Roberto Burle Marx: he was a painter, musician, sculptor, garden designer, and lifestyle artist. A great inspiration; Luis Barragan: he was an architect, a poet, and a landscape architect. Frederick Law Olmsted; Michael Van Valkenburgh
US National Parks like Sequoia and Yosemite National Parks. From a very young age, I was always surrounded by nature. Sitio Burle Marx. Native Florida: Natural Dunes, Everglades, Pine Forest, and Florida Keys
SELECTED PROJECTS
Sky Garden
This garden is the crown on the now-iconic parking garage designed by Swiss architecture firm Herzog & de Meuron that lies at the western terminus of Lincoln Road in Miami Beach. The structure has been recognized around the world for its bold and unexpected architecture, and it has quickly become one of the most visible and recognizable structures in the city.

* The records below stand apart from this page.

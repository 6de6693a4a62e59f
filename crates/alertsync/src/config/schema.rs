use std::path::PathBuf;

use serde::{Deserialize, Serialize};

#[derive(Debug, Clone, Serialize, Deserialize)]
#[serde(rename_all = "camelCase")]
pub struct AppConfig {
    #[serde(default = "default_database_path")]
    pub database_path: PathBuf,
    #[serde(default)]
    pub imap: ImapConfig,
    #[serde(default)]
    pub sync: SyncConfig,
    #[serde(default = "default_categories")]
    pub categories: Vec<CategoryRule>,
    /// Hex-encoded AES-256 key used to encrypt stored mailbox secrets.
    #[serde(default)]
    pub secret_key: Option<String>,
    #[serde(default)]
    pub secret_key_file: Option<String>,
    #[serde(default = "default_secret_key_env_var")]
    pub secret_key_env_var: Option<String>,
}

impl Default for AppConfig {
    fn default() -> Self {
        Self {
            database_path: default_database_path(),
            imap: ImapConfig::default(),
            sync: SyncConfig::default(),
            categories: default_categories(),
            secret_key: None,
            secret_key_file: None,
            secret_key_env_var: default_secret_key_env_var(),
        }
    }
}

fn default_database_path() -> PathBuf {
    crate::db::default_database_path().unwrap_or_else(|| PathBuf::from("alertsync.db"))
}

fn default_secret_key_env_var() -> Option<String> {
    Some("ALERTSYNC_SECRET_KEY".to_string())
}

#[derive(Debug, Clone, Serialize, Deserialize)]
#[serde(rename_all = "camelCase")]
pub struct ImapConfig {
    #[serde(default = "default_imap_host")]
    pub host: String,
    #[serde(default = "default_imap_port")]
    pub port: u16,
    #[serde(default = "default_folder")]
    pub folder: String,
}

fn default_imap_host() -> String {
    "imap.gmail.com".to_string()
}

fn default_imap_port() -> u16 {
    993
}

fn default_folder() -> String {
    "INBOX".to_string()
}

impl Default for ImapConfig {
    fn default() -> Self {
        Self {
            host: default_imap_host(),
            port: default_imap_port(),
            folder: default_folder(),
        }
    }
}

#[derive(Debug, Clone, Serialize, Deserialize)]
#[serde(rename_all = "camelCase")]
pub struct SyncConfig {
    /// Only messages from this sender are considered alerts.
    #[serde(default = "default_sender_filter")]
    pub sender_filter: String,
    #[serde(default = "default_manual_limit")]
    pub manual_limit: usize,
    #[serde(default = "default_background_limit")]
    pub background_limit: usize,
    #[serde(default = "default_progressive_chunk")]
    pub progressive_chunk: usize,
    #[serde(default = "default_batch_size")]
    pub batch_size: usize,
    /// Number of body characters kept on each alert row.
    #[serde(default = "default_snippet_chars")]
    pub snippet_chars: usize,
    #[serde(default = "default_background_interval_secs")]
    pub background_interval_secs: u64,
}

fn default_sender_filter() -> String {
    "alerts-no-reply@tracking-update.com".to_string()
}

fn default_manual_limit() -> usize {
    100
}

fn default_background_limit() -> usize {
    30
}

fn default_progressive_chunk() -> usize {
    10
}

fn default_batch_size() -> usize {
    10
}

fn default_snippet_chars() -> usize {
    500
}

fn default_background_interval_secs() -> u64 {
    3600
}

impl Default for SyncConfig {
    fn default() -> Self {
        Self {
            sender_filter: default_sender_filter(),
            manual_limit: default_manual_limit(),
            background_limit: default_background_limit(),
            progressive_chunk: default_progressive_chunk(),
            batch_size: default_batch_size(),
            snippet_chars: default_snippet_chars(),
            background_interval_secs: default_background_interval_secs(),
        }
    }
}

/// One entry of the ordered classifier vocabulary.
///
/// An alert type belongs to `label` when its lower-cased text contains any
/// of the `contains` needles.
#[derive(Debug, Clone, PartialEq, Eq, Serialize, Deserialize)]
pub struct CategoryRule {
    pub label: String,
    pub contains: Vec<String>,
}

impl CategoryRule {
    pub fn new(label: &str, contains: &[&str]) -> Self {
        Self {
            label: label.to_string(),
            contains: contains.iter().map(|s| s.to_string()).collect(),
        }
    }
}

/// The built-in vocabulary, in match order.
pub fn default_categories() -> Vec<CategoryRule> {
    vec![
        CategoryRule::new("Heavy Impact", &["heavy impact"]),
        CategoryRule::new("Light Sensor", &["light sensor"]),
        CategoryRule::new("Out Of Country", &["out of country"]),
        CategoryRule::new("No Communication", &["no communication"]),
        CategoryRule::new("Over-turn", &["over-turn", "overturn"]),
        CategoryRule::new("Tamper Alert", &["tamper"]),
        CategoryRule::new("Low Battery", &["low battery"]),
        CategoryRule::new("Motion", &["motion"]),
        CategoryRule::new("New Positions", &["new position"]),
        CategoryRule::new("High Risk Area", &["high risk"]),
        CategoryRule::new("Custom GeoFence", &["geofence"]),
        CategoryRule::new("Rotation Stop", &["rotation"]),
        CategoryRule::new("Temperature", &["temperature"]),
        CategoryRule::new("Pressure", &["pressure"]),
        CategoryRule::new("Humidity", &["humidity"]),
    ]
}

The project, known as the Sky Garden, gave Jungles the opportunity to enhance a very unique rooftop space; a penthouse has the unusual distinction of occupying the top level of this complex, which is otherwise part parking garage, part retail space, and part event space. The overall goal was to strike a balance between aesthetic vision and practicality. Although its high position provides it an enviable view of the city and its prominent address gives it instant distinction, the exceptionally well-designed residence is meant to be unpretentious, and to defer to the rooftop landscape for its true sense of identity. The garden was designed to be resilient and low maintenance. A diverse palette of native plants and noninvasive specimen plant material has adapted well to the site and to the shallow soil depths, which average 6 inches. Specimen red-trunk acacia trees from Africa provide scale and sculptural qualities while framing views toward the Atlantic Ocean in the distance. A winding zoysia grass path—left unmown to celebrate its natural mounding tendency—leads visitors through a variety of experiential moments within the space.
Golden Rock Inn
Golden Rock Inn is a centuries-old sugar plantation located on Nevis, a 36-square-mile island in the West Indies. The site is perched 1,000 feet above sea level on the lower side of Mount Nevis, a still towering yet inactive volcano. The new stewards of this intimate hotel, both artists, were attracted to the historic site by the abundance of living things sharing the grounds. The overgrown, relaxed vegetation, and ethereal light, appealed to their well-honed senses. The collaboration that ensued is now a garden that feels a part of the whole. Prior to beginning the project, Raymond met, interviewed, and assembled a team of local nursery owners, landscapers, home builders, and stonemasons. With the project being in such a remote location, it was necessary to work with local nursery owners who were most knowledgeable when it came to arranging international shipments of barge-contained plant material and supplying native material. The plants were then delivered up makeshift roads with steep inclines, and care was given to avoid any road-grazing animals. Golden Rock Inn is open to the public, regardless of species, as the motions and sounds of the native animals often overpower that of the tourists. Throughout the design process, a need to not only provide habitat, prevent destruction and circumvent possible animal disturbances was imperative. In the mornings, monkeys pretentiously pick at the low hanging mangoes, while sheep and goats tread about the site’s restored meadows. Raymond designed a ha-ha wall to maintain an uninterrupted view from the garden and to allow the client to view the animals from his painting studio. All of the elements that define the art of garden creation are in harmony; light, stone, water, plants, structure, landforms, and sky. The distant soul-searching views towards Montserrat and Antigua through the sculpted ficus tree also integrates the sea with the garden experience of this wind-blown, mountain-side retreat for the soul.